__Task__:
Working from the records below, repeat exactly the lines starting at the line that contains "#![warn(clippy::print_stdout)]" and ending at the line that contains "let terminate = async", inclusive.

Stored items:
#####
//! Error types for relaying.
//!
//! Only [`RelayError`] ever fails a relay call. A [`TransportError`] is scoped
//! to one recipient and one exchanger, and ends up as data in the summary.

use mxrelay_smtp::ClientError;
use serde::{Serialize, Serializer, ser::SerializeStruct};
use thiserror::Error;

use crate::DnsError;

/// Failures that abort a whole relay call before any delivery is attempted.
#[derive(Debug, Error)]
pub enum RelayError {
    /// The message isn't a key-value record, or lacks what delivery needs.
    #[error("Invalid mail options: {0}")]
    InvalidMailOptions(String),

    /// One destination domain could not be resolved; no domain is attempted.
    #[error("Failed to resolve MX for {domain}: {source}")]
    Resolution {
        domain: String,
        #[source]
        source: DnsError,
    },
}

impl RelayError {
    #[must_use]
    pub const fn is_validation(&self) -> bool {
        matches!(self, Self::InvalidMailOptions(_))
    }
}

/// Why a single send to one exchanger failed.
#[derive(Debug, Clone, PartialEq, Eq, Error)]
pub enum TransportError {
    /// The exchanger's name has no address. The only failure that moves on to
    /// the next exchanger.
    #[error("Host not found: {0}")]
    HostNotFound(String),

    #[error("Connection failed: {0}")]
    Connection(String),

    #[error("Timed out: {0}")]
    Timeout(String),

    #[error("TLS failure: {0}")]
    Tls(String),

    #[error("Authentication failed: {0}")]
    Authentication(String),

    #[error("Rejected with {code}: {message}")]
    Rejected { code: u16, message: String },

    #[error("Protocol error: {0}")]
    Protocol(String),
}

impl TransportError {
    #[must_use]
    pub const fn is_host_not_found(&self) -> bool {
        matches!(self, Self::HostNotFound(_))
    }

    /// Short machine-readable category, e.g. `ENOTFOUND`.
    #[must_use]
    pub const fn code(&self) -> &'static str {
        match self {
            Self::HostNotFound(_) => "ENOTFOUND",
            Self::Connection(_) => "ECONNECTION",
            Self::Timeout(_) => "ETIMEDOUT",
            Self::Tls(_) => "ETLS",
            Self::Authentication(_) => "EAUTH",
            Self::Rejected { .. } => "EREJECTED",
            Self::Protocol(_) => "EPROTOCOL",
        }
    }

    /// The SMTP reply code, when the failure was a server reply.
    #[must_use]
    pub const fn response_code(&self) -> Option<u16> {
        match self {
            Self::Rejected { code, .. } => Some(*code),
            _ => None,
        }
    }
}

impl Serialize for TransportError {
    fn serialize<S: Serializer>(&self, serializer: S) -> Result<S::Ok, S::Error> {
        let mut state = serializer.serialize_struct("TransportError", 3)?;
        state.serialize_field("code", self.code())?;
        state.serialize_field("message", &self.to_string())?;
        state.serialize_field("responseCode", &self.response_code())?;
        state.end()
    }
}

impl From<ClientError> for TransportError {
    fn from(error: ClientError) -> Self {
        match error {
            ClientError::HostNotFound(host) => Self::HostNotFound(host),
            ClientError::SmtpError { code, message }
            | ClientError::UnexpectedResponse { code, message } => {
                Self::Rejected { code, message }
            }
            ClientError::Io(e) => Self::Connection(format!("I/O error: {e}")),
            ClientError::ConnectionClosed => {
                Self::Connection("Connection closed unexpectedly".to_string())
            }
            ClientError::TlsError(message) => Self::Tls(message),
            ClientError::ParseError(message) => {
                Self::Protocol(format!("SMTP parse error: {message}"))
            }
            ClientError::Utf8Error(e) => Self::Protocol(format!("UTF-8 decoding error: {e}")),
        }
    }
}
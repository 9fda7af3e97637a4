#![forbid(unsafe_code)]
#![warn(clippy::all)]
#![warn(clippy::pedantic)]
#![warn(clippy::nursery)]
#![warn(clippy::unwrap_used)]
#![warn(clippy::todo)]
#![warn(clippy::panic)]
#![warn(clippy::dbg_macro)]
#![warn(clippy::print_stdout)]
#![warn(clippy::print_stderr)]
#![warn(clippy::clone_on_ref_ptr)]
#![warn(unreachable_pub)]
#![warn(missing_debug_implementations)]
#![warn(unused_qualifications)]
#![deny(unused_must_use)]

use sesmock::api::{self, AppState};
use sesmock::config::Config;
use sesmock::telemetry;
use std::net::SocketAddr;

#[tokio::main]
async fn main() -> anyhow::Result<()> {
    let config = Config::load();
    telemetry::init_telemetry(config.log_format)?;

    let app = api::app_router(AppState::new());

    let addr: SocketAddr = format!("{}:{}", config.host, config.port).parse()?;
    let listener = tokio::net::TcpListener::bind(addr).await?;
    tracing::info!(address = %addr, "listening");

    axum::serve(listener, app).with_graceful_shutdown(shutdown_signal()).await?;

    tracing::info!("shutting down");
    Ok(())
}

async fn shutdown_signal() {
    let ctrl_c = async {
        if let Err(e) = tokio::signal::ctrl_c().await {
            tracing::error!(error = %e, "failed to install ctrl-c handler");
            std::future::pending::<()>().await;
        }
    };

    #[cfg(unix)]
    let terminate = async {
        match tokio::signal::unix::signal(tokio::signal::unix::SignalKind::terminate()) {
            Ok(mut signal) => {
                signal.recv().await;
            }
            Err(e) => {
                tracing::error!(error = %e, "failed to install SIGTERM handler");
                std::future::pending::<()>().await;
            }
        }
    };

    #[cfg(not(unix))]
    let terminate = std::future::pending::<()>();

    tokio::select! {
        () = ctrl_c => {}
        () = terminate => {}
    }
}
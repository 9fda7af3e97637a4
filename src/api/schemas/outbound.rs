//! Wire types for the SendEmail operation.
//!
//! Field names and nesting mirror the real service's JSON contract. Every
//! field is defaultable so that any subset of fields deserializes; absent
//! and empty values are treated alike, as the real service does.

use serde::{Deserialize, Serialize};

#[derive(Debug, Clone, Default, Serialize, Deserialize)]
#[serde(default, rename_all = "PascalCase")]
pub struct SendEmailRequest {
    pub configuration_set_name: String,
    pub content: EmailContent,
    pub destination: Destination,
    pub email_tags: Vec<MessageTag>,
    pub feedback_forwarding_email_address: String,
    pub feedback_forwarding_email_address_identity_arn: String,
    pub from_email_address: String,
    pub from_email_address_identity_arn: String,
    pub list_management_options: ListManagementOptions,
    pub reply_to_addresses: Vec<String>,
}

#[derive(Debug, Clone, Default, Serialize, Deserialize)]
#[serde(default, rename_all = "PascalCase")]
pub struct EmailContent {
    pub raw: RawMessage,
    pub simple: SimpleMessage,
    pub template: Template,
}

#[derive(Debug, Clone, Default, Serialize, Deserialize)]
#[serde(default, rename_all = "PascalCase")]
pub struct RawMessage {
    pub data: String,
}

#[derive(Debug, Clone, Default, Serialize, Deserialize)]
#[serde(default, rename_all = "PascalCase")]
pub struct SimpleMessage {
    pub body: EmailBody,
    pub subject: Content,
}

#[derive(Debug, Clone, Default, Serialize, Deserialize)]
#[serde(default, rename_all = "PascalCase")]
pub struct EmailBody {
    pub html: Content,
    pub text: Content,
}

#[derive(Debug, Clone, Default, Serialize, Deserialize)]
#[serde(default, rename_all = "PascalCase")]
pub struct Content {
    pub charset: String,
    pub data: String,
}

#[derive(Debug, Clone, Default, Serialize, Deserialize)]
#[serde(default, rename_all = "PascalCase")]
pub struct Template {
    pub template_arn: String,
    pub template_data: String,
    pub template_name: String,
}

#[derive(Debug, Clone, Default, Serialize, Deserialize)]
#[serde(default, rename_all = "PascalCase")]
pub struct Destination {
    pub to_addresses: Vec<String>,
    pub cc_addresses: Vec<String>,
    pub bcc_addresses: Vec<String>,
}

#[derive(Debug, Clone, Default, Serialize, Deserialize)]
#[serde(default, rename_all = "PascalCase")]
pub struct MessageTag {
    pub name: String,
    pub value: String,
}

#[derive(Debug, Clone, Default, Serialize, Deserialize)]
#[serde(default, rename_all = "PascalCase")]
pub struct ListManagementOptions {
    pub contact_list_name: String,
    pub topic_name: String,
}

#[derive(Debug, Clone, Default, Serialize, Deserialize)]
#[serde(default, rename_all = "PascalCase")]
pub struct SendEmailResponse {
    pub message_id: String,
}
#####
__Problem solution__:
#![warn(clippy::print_stdout)]
#![warn(clippy::print_stderr)]
#![warn(clippy::clone_on_ref_ptr)]
#![warn(unreachable_pub)]
#![warn(missing_debug_implementations)]
#![warn(unused_qualifications)]
#![deny(unused_must_use)]

use sesmock::api::{self, AppState};
use sesmock::config::Config;
use sesmock::telemetry;
use std::net::SocketAddr;

#[tokio::main]
async fn main() -> anyhow::Result<()> {
    let config = Config::load();
    telemetry::init_telemetry(config.log_format)?;

    let app = api::app_router(AppState::new());

    let addr: SocketAddr = format!("{}:{}", config.host, config.port).parse()?;
    let listener = tokio::net::TcpListener::bind(addr).await?;
    tracing::info!(address = %addr, "listening");

    axum::serve(listener, app).with_graceful_shutdown(shutdown_signal()).await?;

    tracing::info!("shutting down");
    Ok(())
}

async fn shutdown_signal() {
    let ctrl_c = async {
        if let Err(e) = tokio::signal::ctrl_c().await {
            tracing::error!(error = %e, "failed to install ctrl-c handler");
            std::future::pending::<()>().await;
        }
    };

    #[cfg(unix)]
    let terminate = async {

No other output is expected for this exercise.